* Your objective: Show every line from the entries that follow which holds the word "format".

++++

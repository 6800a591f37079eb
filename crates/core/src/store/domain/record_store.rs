use std::collections::BTreeMap;
use std::path::PathBuf;

use thiserror::Error;

use super::profile::Profile;
use super::record::{ExtractionRecord, FeatureSlot};

#[derive(Error, Debug)]
pub enum StoreError {
    #[error("record must contain at least one feature slot")]
    EmptyRecord,
    #[error("unknown record: {0}")]
    UnknownRecord(String),
    #[error("unknown profile: {0}")]
    UnknownProfile(String),
    #[error("store I/O failed at {path}: {source}")]
    Io {
        path: PathBuf,
        #[source]
        source: std::io::Error,
    },
    #[error("store encoding failed: {0}")]
    Encode(#[from] serde_json::Error),
}

/// Storage for extraction records and the profiles built over them.
///
/// Implementations must preserve creation order in `list_unassigned` and
/// `list_all`, and must be safe to share across the capture thread and
/// on-demand clustering.
pub trait RecordStore: Send + Sync {
    /// Persist a new record. Fails with `EmptyRecord` when no slot decoded.
    fn create(
        &self,
        slots: BTreeMap<FeatureSlot, Vec<u8>>,
        location: Option<String>,
    ) -> Result<ExtractionRecord, StoreError>;

    /// Records with no profile, in creation order.
    fn list_unassigned(&self) -> Result<Vec<ExtractionRecord>, StoreError>;

    /// All records, in creation order.
    fn list_all(&self) -> Result<Vec<ExtractionRecord>, StoreError>;

    /// Records assigned to one profile, in assignment order.
    fn list_by_profile(&self, profile_id: &str) -> Result<Vec<ExtractionRecord>, StoreError>;

    /// All profiles, in creation order.
    fn list_profiles(&self) -> Result<Vec<Profile>, StoreError>;

    /// Create an empty profile with the next sequential display name.
    fn create_profile(&self) -> Result<Profile, StoreError>;

    /// Attach a record to a profile. Reassignment overwrites the previous
    /// membership.
    fn assign_profile(&self, record_id: &str, profile_id: &str) -> Result<(), StoreError>;

    /// Delete all profiles and detach every record. Returns the number of
    /// profiles removed.
    fn clear_profiles(&self) -> Result<usize, StoreError>;

    /// Delete all records and profiles. Returns the number of records
    /// removed.
    fn delete_all(&self) -> Result<usize, StoreError>;
}
/// Properties of an opened frame stream.
#[derive(Clone, Debug, PartialEq)]
pub struct StreamInfo {
    pub width: u32,
    pub height: u32,
    /// Frames per second as reported by the source; 0.0 when unknown
    /// (image sequences, some capture devices).
    pub fps: f64,
    /// Human-readable source descriptor (device, URL, or path).
    pub source: Option<String>,
}
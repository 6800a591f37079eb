use std::sync::atomic::{AtomicBool, Ordering};
use std::sync::Arc;
use std::time::Instant;

use log::warn;

use crate::annotate::mjpeg::FramePublisher;
use crate::annotate::stream_annotator::StreamAnnotator;
use crate::capture::domain::frame_source::FrameSource;
use crate::detection::domain::detection_set::DetectionSet;
use crate::detection::domain::feature_class::FeatureClass;
use crate::detection::domain::region_detector::RegionDetector;
use crate::extraction::record_extractor::RecordExtractor;
use crate::pipeline::pipeline_logger::PipelineLogger;
use crate::shared::frame::Frame;
use crate::shared::region::{Region, DEFAULT_IOU_THRESHOLD};

/// Runtime controls for a watch session.
///
/// `detection_enabled` and `stop` are shared flags so an operator surface
/// can toggle capture and end the session while the loop runs.
pub struct WatchConfig {
    pub top_class: FeatureClass,
    pub min_confidence: f32,
    pub detection_enabled: Arc<AtomicBool>,
    pub stop: Arc<AtomicBool>,
    /// Stop after this many frames. `None` runs until the stream ends.
    pub max_frames: Option<usize>,
}

impl Default for WatchConfig {
    fn default() -> Self {
        Self {
            top_class: FeatureClass::Face,
            min_confidence: 0.5,
            detection_enabled: Arc::new(AtomicBool::new(true)),
            stop: Arc::new(AtomicBool::new(false)),
            max_frames: None,
        }
    }
}

/// What a finished watch session did.
#[derive(Debug, Clone, PartialEq, Eq)]
pub struct WatchReport {
    pub frames_read: usize,
    pub records_created: usize,
}

/// Use case: watch a stream, persist a record per detection, publish
/// annotated frames.
///
/// One frame flows through detect, extract, annotate, publish in order.
/// Detector and extractor failures degrade to a skipped detection or an
/// unannotated frame; a source read failure ends the session the same way
/// end-of-stream does. Only a failure to open the source is an error.
pub struct WatchStreamUseCase {
    source: Box<dyn FrameSource>,
    detector: Box<dyn RegionDetector>,
    extractor: RecordExtractor,
    annotator: StreamAnnotator,
    publisher: Option<FramePublisher>,
    logger: Box<dyn PipelineLogger>,
}

impl WatchStreamUseCase {
    pub fn new(
        source: Box<dyn FrameSource>,
        detector: Box<dyn RegionDetector>,
        extractor: RecordExtractor,
        annotator: StreamAnnotator,
        publisher: Option<FramePublisher>,
        logger: Box<dyn PipelineLogger>,
    ) -> Self {
        Self {
            source,
            detector,
            extractor,
            annotator,
            publisher,
            logger,
        }
    }

    pub fn execute(
        &mut self,
        source_url: &str,
        config: &WatchConfig,
    ) -> Result<WatchReport, Box<dyn std::error::Error>> {
        let info = self.source.open(source_url)?;
        self.logger.info(&format!(
            "Watching {}x{} stream at {:.1} fps",
            info.width, info.height, info.fps
        ));

        let mut frames_read = 0usize;
        let mut records_created = 0usize;

        loop {
            // A read failure ends the session like end-of-stream does; the
            // report still covers everything read so far.
            let mut frame = match self.source.next_frame() {
                Ok(Some(frame)) => frame,
                Ok(None) => break,
                Err(e) => {
                    warn!("Frame read failed, ending session: {e}");
                    break;
                }
            };
            if config.stop.load(Ordering::Relaxed) {
                break;
            }

            // Read once per frame so a mid-frame toggle can't mix annotated
            // and unprocessed work.
            let enabled = config.detection_enabled.load(Ordering::Relaxed);
            if enabled {
                records_created += self.process_frame(&mut frame, config);
            }

            if let Some(publisher) = &self.publisher {
                publisher.publish(frame);
            }

            frames_read += 1;
            self.logger.frame(frames_read);

            if config.max_frames.is_some_and(|max| frames_read >= max) {
                break;
            }
        }

        self.source.close();
        self.logger.summary(&format!(
            "Watch finished: {frames_read} frames, {records_created} records"
        ));
        Ok(WatchReport {
            frames_read,
            records_created,
        })
    }

    /// Detect, extract, annotate. Returns the number of records created.
    fn process_frame(&mut self, frame: &mut Frame, config: &WatchConfig) -> usize {
        let started = Instant::now();
        let set = match self.detector.detect(frame, config.top_class) {
            Ok(set) => set.into_frame_coords(),
            Err(e) => {
                warn!("{} detection failed on frame {}: {e}", config.top_class.name(), frame.index());
                DetectionSet::empty()
            }
        };
        self.logger
            .timing("detect", started.elapsed().as_secs_f64() * 1000.0);

        let mut created = 0usize;
        let mut geometry = Vec::new();
        let mut captured: Vec<Region> = Vec::new();
        for detection in &set.detections {
            if detection
                .confidence
                .is_some_and(|c| c < config.min_confidence)
            {
                continue;
            }
            // One record per subject: skip detections that mostly overlap
            // an already captured one.
            if captured
                .iter()
                .any(|r| detection.region.iou(r) > DEFAULT_IOU_THRESHOLD)
            {
                continue;
            }
            captured.push(detection.region);
            match self.extractor.extract(frame, detection, config.top_class) {
                Ok(Some(extraction)) => {
                    created += 1;
                    geometry.extend(extraction.geometry);
                }
                Ok(None) => {}
                Err(e) => {
                    warn!("Extraction failed on frame {}: {e}", frame.index());
                }
            }
        }

        if created > 0 {
            self.logger.metric("records", created as u64);
        }
        self.annotator.annotate(frame, &geometry);
        created
    }
}
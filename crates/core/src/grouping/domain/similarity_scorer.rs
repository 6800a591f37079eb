use crate::shared::frame::Frame;

/// Score returned when similarity cannot be judged (degenerate input).
/// It sits below every usable threshold in (0, 1], so undecidable pairs
/// never cluster together.
pub const SCORE_NOT_SIMILAR: f64 = 0.0;

/// Domain interface for pairwise image similarity.
///
/// Scores are in [-1.0, 1.0]; higher means more alike. Implementations
/// must be symmetric in their arguments up to resampling error.
pub trait SimilarityScorer: Send + Sync {
    fn score(&self, a: &Frame, b: &Frame) -> f64;
}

++++

* Response box:
        self.logger.info(&format!(
        self.logger.summary(&format!(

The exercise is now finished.